WORK TO BE COMPLETED:
Which lines of the entries hold the string "Mutex"? Copy each one.

(Stored items)
______
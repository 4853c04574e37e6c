//! Cheque editing page and endpoint.

use std::sync::{Arc, Mutex};

use axum::{
    Form,
    extract::{FromRef, Path, State},
    response::{IntoResponse, Response},
};
use maud::html;
use rusqlite::Connection;

use crate::{
    AppState, Error,
    cheque::{
        ChequeBuilder, ChequeId,
        domain::ChequeFormData,
        form::{FormChoices, FormTarget, cheque_form_view, is_field_error},
        get_cheque_listing, update_cheque,
    },
    endpoints::{self, format_endpoint},
    html::{FORM_CONTAINER_STYLE, base},
    navigation::NavBar,
    workbook::{WorkbookStore, redirect_after_sync, sync_cheque},
};

/// The state needed for the edit cheque page and endpoint.
#[derive(Debug, Clone)]
pub struct EditChequeState {
    pub db_connection: Arc<Mutex<Connection>>,
    pub workbook_store: WorkbookStore,
}

impl FromRef<AppState> for EditChequeState {
    fn from_ref(state: &AppState) -> Self {
        Self {
            db_connection: state.db_connection.clone(),
            workbook_store: state.workbook_store.clone(),
        }
    }
}

/// Render the cheque editing page.
pub async fn get_edit_cheque_page(
    Path(cheque_id): Path<ChequeId>,
    State(state): State<EditChequeState>,
) -> Result<Response, Error> {
    let (listing, choices) = {
        let connection = state
            .db_connection
            .lock()
            .inspect_err(|error| tracing::error!("could not acquire database lock: {error}"))
            .map_err(|_| Error::DatabaseLockError)?;

        (
            get_cheque_listing(cheque_id, &connection)?,
            FormChoices::load(&connection)?,
        )
    };

    let update_endpoint = format_endpoint(endpoints::CHEQUE, cheque_id);
    let values = ChequeFormData::from(&listing);
    let title = format!("Modifier le chèque n°{}", listing.cheque.number);

    let nav_bar = NavBar::new(endpoints::CHEQUES_VIEW).into_html();
    let form = cheque_form_view(
        FormTarget::Update {
            endpoint: &update_endpoint,
        },
        &choices,
        &values,
        None,
    );
    let content = html! {
        (nav_bar)
        div class=(FORM_CONTAINER_STYLE)
        {
            h1 class="mb-4 text-xl font-bold text-gray-900 dark:text-white" { (title) }
            p class="mb-4 text-sm text-gray-500 dark:text-gray-400"
            {
                "Le statut se change depuis la page du chèque."
            }
            (form)
        }
    };

    Ok(base(&title, &[], &content).into_response())
}

/// Handle cheque update form submission. The status is not changed.
pub async fn update_cheque_endpoint(
    Path(cheque_id): Path<ChequeId>,
    State(state): State<EditChequeState>,
    Form(form_data): Form<ChequeFormData>,
) -> Response {
    let connection = match state.db_connection.lock() {
        Ok(connection) => connection,
        Err(error) => {
            tracing::error!("could not acquire database lock: {error}");
            return Error::DatabaseLockError.into_alert_response();
        }
    };

    let result = ChequeBuilder::try_from(&form_data)
        .and_then(|builder| update_cheque(cheque_id, builder, &connection));

    match result {
        Ok(()) => {
            let sync_result = sync_cheque(cheque_id, &state.workbook_store, &connection);

            redirect_after_sync(
                &format_endpoint(endpoints::CHEQUE_VIEW, cheque_id),
                sync_result,
            )
        }
        Err(error) if is_field_error(&error) => {
            let choices = match FormChoices::load(&connection) {
                Ok(choices) => choices,
                Err(error) => return error.into_alert_response(),
            };
            let update_endpoint = format_endpoint(endpoints::CHEQUE, cheque_id);

            cheque_form_view(
                FormTarget::Update {
                    endpoint: &update_endpoint,
                },
                &choices,
                &form_data,
                Some(&error),
            )
            .into_response()
        }
        Err(
            error @ (Error::UpdateMissingCheque | Error::InvalidClient | Error::InvalidBranch),
        ) => error.into_alert_response(),
        Err(error) => {
            tracing::error!(
                "An unexpected error occurred while updating cheque {cheque_id}: {error}"
            );
            error.into_alert_response()
        }
    }
}

#[cfg(test)]
mod tests {
    use std::sync::{Arc, Mutex};

    use axum::{
        Form,
        extract::{Path, State},
        http::StatusCode,
    };
    use rusqlite::Connection;
    use time::{Month, macros::date};

    use crate::{
        cheque::{ChequeStatus, domain::ChequeFormData, get_cheque, update_cheque_status},
        db::initialize,
        endpoints::{self, format_endpoint},
        test_utils::{
            assert_form_input_with_value, assert_hx_endpoint, assert_hx_redirect,
            assert_valid_html, create_test_bank_and_branch, create_test_cheque,
            create_test_client, must_get_form, parse_html_document,
        },
        workbook::{WorkbookStore, sync_cheque},
    };

    use super::{EditChequeState, get_edit_cheque_page, update_cheque_endpoint};

    fn get_state(dir: &tempfile::TempDir) -> EditChequeState {
        let connection = Connection::open_in_memory().unwrap();
        initialize(&connection).unwrap();
        let (_, branch) = create_test_bank_and_branch(&connection);
        let client = create_test_client("Karim", &connection);
        create_test_cheque("1001", client.id, branch.id, &connection);

        EditChequeState {
            db_connection: Arc::new(Mutex::new(connection)),
            workbook_store: WorkbookStore::new(dir.path().to_path_buf()),
        }
    }

    fn form() -> ChequeFormData {
        ChequeFormData {
            number: "1001".to_owned(),
            amount: 1800.0,
            currency: Default::default(),
            issue_date: date!(2025 - 01 - 10),
            due_date: date!(2025 - 04 - 10),
            client_id: 1,
            bank_id: Some("1".to_owned()),
            branch_id: 1,
            depositor_name: None,
            invoice_number: None,
            invoice_date: Some("2025-01-05".to_owned()),
            notes: Some("Relancer le client".to_owned()),
        }
    }

    #[tokio::test]
    async fn edit_page_shows_current_values() {
        let dir = tempfile::tempdir().unwrap();

        let response = get_edit_cheque_page(Path(1), State(get_state(&dir)))
            .await
            .unwrap();

        let html = parse_html_document(response).await;
        assert_valid_html(&html);
        let form = must_get_form(&html);
        assert_hx_endpoint(&form, &format_endpoint(endpoints::CHEQUE, 1), "hx-put");
        assert_form_input_with_value(&form, "number", "text", "1001");
        assert_form_input_with_value(&form, "due_date", "date", "2025-02-10");
    }

    #[tokio::test]
    async fn update_moves_workbook_row_and_keeps_status() {
        let dir = tempfile::tempdir().unwrap();
        let state = get_state(&dir);
        {
            let connection = state.db_connection.lock().unwrap();
            update_cheque_status(1, ChequeStatus::Pending, ChequeStatus::Deposited, None, &connection)
                .unwrap();
            sync_cheque(1, &state.workbook_store, &connection).unwrap();
        }

        let response = update_cheque_endpoint(Path(1), State(state.clone()), Form(form())).await;

        assert_eq!(response.status(), StatusCode::SEE_OTHER);
        assert_hx_redirect(&response, "/cheques/1");
        let cheque = get_cheque(1, &state.db_connection.lock().unwrap()).unwrap();
        assert_eq!(cheque.amount, 1800.0);
        assert_eq!(cheque.status, ChequeStatus::Deposited);
        assert_eq!(cheque.invoice_date, Some(date!(2025 - 01 - 05)));
        let workbook = state.workbook_store.load(2025).unwrap();
        assert_eq!(workbook.row_count(Month::February), 0);
        assert_eq!(workbook.find(1), Some((Month::April, 0)));
    }

    #[tokio::test]
    async fn update_missing_cheque_returns_not_found() {
        let dir = tempfile::tempdir().unwrap();

        let response = update_cheque_endpoint(Path(99), State(get_state(&dir)), Form(form())).await;

        assert_eq!(response.status(), StatusCode::NOT_FOUND);
    }
}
______
EXERCISE RESPONSE:
use std::sync::{Arc, Mutex};
    pub db_connection: Arc<Mutex<Connection>>,
    use std::sync::{Arc, Mutex};
            db_connection: Arc::new(Mutex::new(connection)),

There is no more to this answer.